The greater the warming, the worse the impacts — glaciers will continue to melt, seas will continue to rise, and so will the frequency and intensity of extreme weather events; and the most vulnerable, those who are least responsible for the climate and environmental crisis will continue to bear the brunt. According to the Emergency Watchlist 2023, a study by the International Rescue Committee (IRC), over 339.2 million people globally will need humanitarian assistance in 2023 — a figure that has grown fourfold in the past decade, while the gap between humanitarian needs and its financing has grown to a global deficit of $27 billion as of November.
Biodiversity is being lost at a rate not seen since the last mass extinction. Around a million animal and plant species are facing extinction according to the UN. It says human activity has altered almost two-thirds of the earth’s surface area. This is putting enormous pressure on nature and increasing the risk of zoonotic diseases such as COVID-19, as humans come into greater contact with wildlife.
The key environmental issue on top of everybody’s mind in India, or rather deep in their lungs — is air pollution, which is set to get worse. The bleakest warning yet comes from a recent study, 'A deep insight into state-level aerosol pollution in India', that projects aerosol pollution will rise dramatically in 2023. Maharashtra, for example, is likely to move to 'highly vulnerable' red zone from the current 'vulnerable' orange zone in 2023, and Punjab will see 20 percent rise in air pollution and continue to be highly vulnerable zone in 2023. Coal-fired thermal power plant (TPP), vehicular, solid fuel/waste, and biomass burning are the major sources of aerosols for the vulnerable states at present, and in the future.
By the end of the decade, the global economy needs to emit 25 percent less GHGs than in 2022 to have a fighting chance to reach the goals set in Paris in 2015, and avert catastrophic climate disruptions. However, decades of procrastination have delayed what could have been a smooth transition to a more carbon-neutral society, and instead has committed the world to live with the consequences of Climate Change, biodiversity collapse, and overconsumption of the few.
This extraordinary climate, health, and humanitarian crises is unfolding alongside the global cost-of -living crisis following Russia’s invasion of Ukraine, and the long-term impacts of the COVID-19 pandemic that have disrupted global supply chains, international trade, and food and fuel prices.
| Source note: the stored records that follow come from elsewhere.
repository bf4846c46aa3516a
pub mod dto;
pub mod error;
pub mod handlers;
pub mod routes;
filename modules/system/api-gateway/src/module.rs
//! API gateway definition
//!
//! Owns the HTTP server, merges module routers and their `OpenAPI`
//! documents, and wraps everything in the shared middleware stack.

use std::net::SocketAddr;
use std::sync::Arc;
use std::time::Duration;

use anyhow::{Context as _, Result};
use auth_sdk::{IdentityStore, TokenVerifier};
use axum::extract::DefaultBodyLimit;
use axum::middleware::{from_fn, from_fn_with_state};
use axum::{Router, routing::get};
use http::StatusCode;
use tokio_util::sync::CancellationToken;
use tower_http::{
    limit::RequestBodyLimitLayer,
    request_id::{PropagateRequestIdLayer, SetRequestIdLayer},
    timeout::TimeoutLayer,
    trace::TraceLayer,
};
use tracing::field::Empty;
use utoipa::openapi::{InfoBuilder, OpenApi, OpenApiBuilder};

use crate::auth::{self, AuthState, RoutePolicy};
use crate::config::ApiGatewayConfig;
use crate::middleware;
use crate::web;

/// HTTP front door for the module routers.
pub struct ApiGateway {
    config: ApiGatewayConfig,
    request_timeout: Duration,
    auth: AuthState,
    routes: Vec<Router>,
    docs: Vec<OpenApi>,
}

impl ApiGateway {
    /// Create a gateway that authenticates callers with the given verifier and store.
    ///
    /// # Errors
    /// Returns an error if `request_timeout` is not a valid duration.
    pub fn new(
        config: ApiGatewayConfig,
        tokens: Arc<dyn TokenVerifier>,
        identities: Arc<dyn IdentityStore>,
    ) -> Result<Self> {
        let request_timeout = humantime::parse_duration(&config.request_timeout)
            .with_context(|| format!("invalid request_timeout '{}'", config.request_timeout))?;
        let policy = RoutePolicy::from_config(&config);

        if !config.require_auth_by_default {
            tracing::warn!(
                "require_auth_by_default is off: protected routes accept anonymous callers"
            );
        }

        Ok(Self {
            config,
            request_timeout,
            auth: AuthState {
                tokens,
                identities,
                policy,
            },
            routes: Vec::new(),
            docs: Vec::new(),
        })
    }

    /// Mount a module router together with its `OpenAPI` document.
    #[must_use]
    pub fn with_module(mut self, router: Router, doc: OpenApi) -> Self {
        self.routes.push(router);
        self.docs.push(doc);
        self
    }

    pub fn config(&self) -> &ApiGatewayConfig {
        &self.config
    }

    /// Merge every mounted document under the configured title and version.
    pub fn build_openapi(&self) -> OpenApi {
        let info = InfoBuilder::new()
            .title(self.config.openapi.title.clone())
            .version(self.config.openapi.version.clone())
            .description(self.config.openapi.description.clone())
            .build();
        let mut doc = OpenApiBuilder::new().info(info).build();
        for module_doc in &self.docs {
            doc.merge(module_doc.clone());
        }
        doc
    }

    /// Build the full application router: health, docs, modules, middleware.
    pub fn build_router(&self) -> Router {
        let doc = Arc::new(self.build_openapi());

        let mut router = Router::new()
            .route("/health", get(web::health_check))
            .route("/healthz", get(web::healthz))
            .route(
                "/openapi.json",
                get(move || {
                    let doc = Arc::clone(&doc);
                    async move { web::openapi_json(&doc) }
                }),
            );
        for module_router in &self.routes {
            router = router.merge(module_router.clone());
        }

        self.apply_middleware_stack(router)
    }

    /// Apply all middleware layers to a router.
    fn apply_middleware_stack(&self, mut router: Router) -> Router {
        // `Router::layer` wraps: the last layer added runs first on the request path.
        //
        // Request order (outermost -> innermost):
        // SetRequestId -> PropagateRequestId -> Trace -> push_req_id_to_extensions
        // -> Timeout -> BodyLimit -> Authn -> Authz -> Router
        //
        // Layers are therefore added innermost first.

        // 6) Access policy
        router = router.layer(from_fn_with_state(
            self.auth.policy.clone(),
            auth::authz_middleware,
        ));

        // 5) Request authenticator (outer to the policy so it runs first, once)
        router = router.layer(from_fn_with_state(
            self.auth.clone(),
            auth::authn_middleware,
        ));

        // 4) Body limit
        router = router.layer(RequestBodyLimitLayer::new(self.config.body_limit_bytes));
        router = router.layer(DefaultBodyLimit::max(self.config.body_limit_bytes));

        // 3) Timeout
        router = router.layer(TimeoutLayer::with_status_code(
            StatusCode::GATEWAY_TIMEOUT,
            self.request_timeout,
        ));

        // 2) Request id into extensions, then trace around it
        router = router.layer(from_fn(middleware::request_id::push_req_id_to_extensions));
        router = router.layer(
            TraceLayer::new_for_http()
                .make_span_with(|req: &axum::http::Request<axum::body::Body>| {
                    let rid = req
                        .headers()
                        .get(middleware::request_id::X_REQUEST_ID)
                        .and_then(|v| v.to_str().ok())
                        .unwrap_or("n/a");

                    tracing::info_span!(
                        "http_request",
                        method = %req.method(),
                        uri = %req.uri().path(),
                        version = ?req.version(),
                        request_id = %rid,
                        status = Empty,
                        latency_ms = Empty,
                    )
                })
                .on_response(
                    |res: &axum::http::Response<axum::body::Body>,
                     latency: Duration,
                     span: &tracing::Span| {
                        span.record("status", res.status().as_u16());
                        span.record("latency_ms", latency.as_millis());
                    },
                ),
        );

        // 1) Request ID handling
        let x_request_id = middleware::request_id::header();
        router = router.layer(PropagateRequestIdLayer::new(x_request_id.clone()));
        router = router.layer(SetRequestIdLayer::new(
            x_request_id,
            middleware::request_id::MakeReqId,
        ));

        router
    }

    fn parse_bind_address(bind_addr: &str) -> Result<SocketAddr> {
        bind_addr
            .parse()
            .map_err(|e| anyhow::anyhow!("Invalid bind address '{bind_addr}': {e}"))
    }

    /// Bind and serve until `cancel` fires, then drain in-flight requests.
    ///
    /// # Errors
    /// Returns an error if the address is invalid, binding fails or the server fails.
    pub async fn serve(self, cancel: CancellationToken) -> Result<()> {
        let addr = Self::parse_bind_address(&self.config.bind_addr)?;
        let router = self.build_router();

        let listener = tokio::net::TcpListener::bind(addr)
            .await
            .with_context(|| format!("failed to bind {addr}"))?;
        tracing::info!(addr = %listener.local_addr()?, "HTTP server bound");

        let shutdown = async move {
            cancel.cancelled().await;
            tracing::info!("HTTP server shutting down gracefully (cancellation)");
        };

        axum::serve(listener, router)
            .with_graceful_shutdown(shutdown)
            .await
            .map_err(|e| anyhow::anyhow!(e))
    }
}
The IMF has projected slowdown in global growth from 6 percent in 2021 to 3.2 percent in 2022, and 2.7 percent in 2023, which in turn sets the stage for driving more people into poverty and forcing many more to migrate under the pressures of the cascading crises.
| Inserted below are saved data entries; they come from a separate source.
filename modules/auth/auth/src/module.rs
use std::sync::Arc;

use anyhow::Context as _;
use auth_sdk::{IdentityStore, TokenVerifier};
use axum::Router;
use tracing::info;
use utoipa::OpenApi as _;

use crate::api::rest::routes::{self, AuthApiDoc};
use crate::config::AuthConfig;
use crate::domain::service::{CredentialPolicy, CredentialVerifier};
use crate::domain::token::TokenCodec;
use crate::infra::storage::InMemoryIdentityStore;

/// Wired auth module: codec, store and verifier built from one config.
pub struct AuthModule {
    codec: Arc<TokenCodec>,
    store: Arc<dyn IdentityStore>,
    service: Arc<CredentialVerifier>,
}

impl AuthModule {
    /// Build the module over the in-memory identity store.
    pub fn from_config(cfg: &AuthConfig) -> anyhow::Result<Self> {
        Self::with_store(cfg, Arc::new(InMemoryIdentityStore::new()))
    }

    pub fn with_store(cfg: &AuthConfig, store: Arc<dyn IdentityStore>) -> anyhow::Result<Self> {
        let codec = Arc::new(
            TokenCodec::from_config(&cfg.token).context("invalid auth.token configuration")?,
        );
        let service = Arc::new(CredentialVerifier::new(
            Arc::clone(&store),
            Arc::clone(&codec),
            CredentialPolicy::from_config(cfg),
        ));

        info!(
            ttl = %humantime::format_duration(codec.ttl()),
            default_role = %cfg.default_role,
            "auth module initialized"
        );

        Ok(Self {
            codec,
            store,
            service,
        })
    }

    pub fn token_verifier(&self) -> Arc<dyn TokenVerifier> {
        Arc::clone(&self.codec) as Arc<dyn TokenVerifier>
    }

    pub fn identity_store(&self) -> Arc<dyn IdentityStore> {
        Arc::clone(&self.store)
    }

    pub fn codec(&self) -> Arc<TokenCodec> {
        Arc::clone(&self.codec)
    }

    pub fn service(&self) -> Arc<CredentialVerifier> {
        Arc::clone(&self.service)
    }

    pub fn router(&self) -> Router {
        routes::router(Arc::clone(&self.service))
    }

    pub fn openapi() -> utoipa::openapi::OpenApi {
        AuthApiDoc::openapi()
    }
}
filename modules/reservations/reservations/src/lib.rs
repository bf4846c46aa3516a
//! Reservations Module
//!
//! CRUD for the five resource families of the bus station: drivers, buses,
//! passengers, trips and bookings. Every route here is protected; handlers
//! receive the caller's [`SecurityContext`](bustation_security::SecurityContext)
//! from the gateway.
//!
//! ## Layout
//!
//! - `domain/` - resource trait, field validation, generic resource service
//! - `infra/storage/` - in-memory document collections
//! - `api/rest/` - DTOs, handlers per family, routes and OpenAPI document

pub mod api;
pub mod config;
pub mod domain;
pub mod infra;
pub mod module;

pub use config::ReservationsConfig;
pub use module::ReservationsModule;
In 2023, India is projected to surpass China to become the world's most populous country, and has to prepare for the worst of climate, environmental, and economic shocks by focusing on disaster risk reduction, Climate Change adaption, and building climate resilience, especially food security, for its poorest and the least equipped, that is almost 70 percent of its population in addition to bearing the cost of the clean energy transition.
No one is going to be spared from the impending climate disasters, and companies and investors will face pressure to climate-proof their supply chains and operations. Cash-strapped-governments will have to lean on corporations, philanthropists, international financial aid, and carbon taxes to cover the cost of surviving the climate crisis.
The good news, a sweeping global treaty, the Convention on Biological Diversity was agreed upon in Montreal in December setting the stage in 2023 “for effective conservation and management of at least 30% of the world’s lands, inland waters, coastal areas and oceans, with emphasis on areas of particular importance for biodiversity and ecosystem functioning and services”.
The International Energy Agency has already seen a future where fossil fuels are not the dominant source of electricity and renewable energy will overtake coal and gas to top the list in installed capacity by 2030. What looks like a promising development to reduce air pollution, Bangladesh, India, Nepal, and Pakistan have come up with a roadmap for improving air quality in the Indo-Gangetic Plain and Himalayan Foothills.
If that does not comfort you enough, scientists have predicted that the hole in the ozone layer will close in the next 50 years.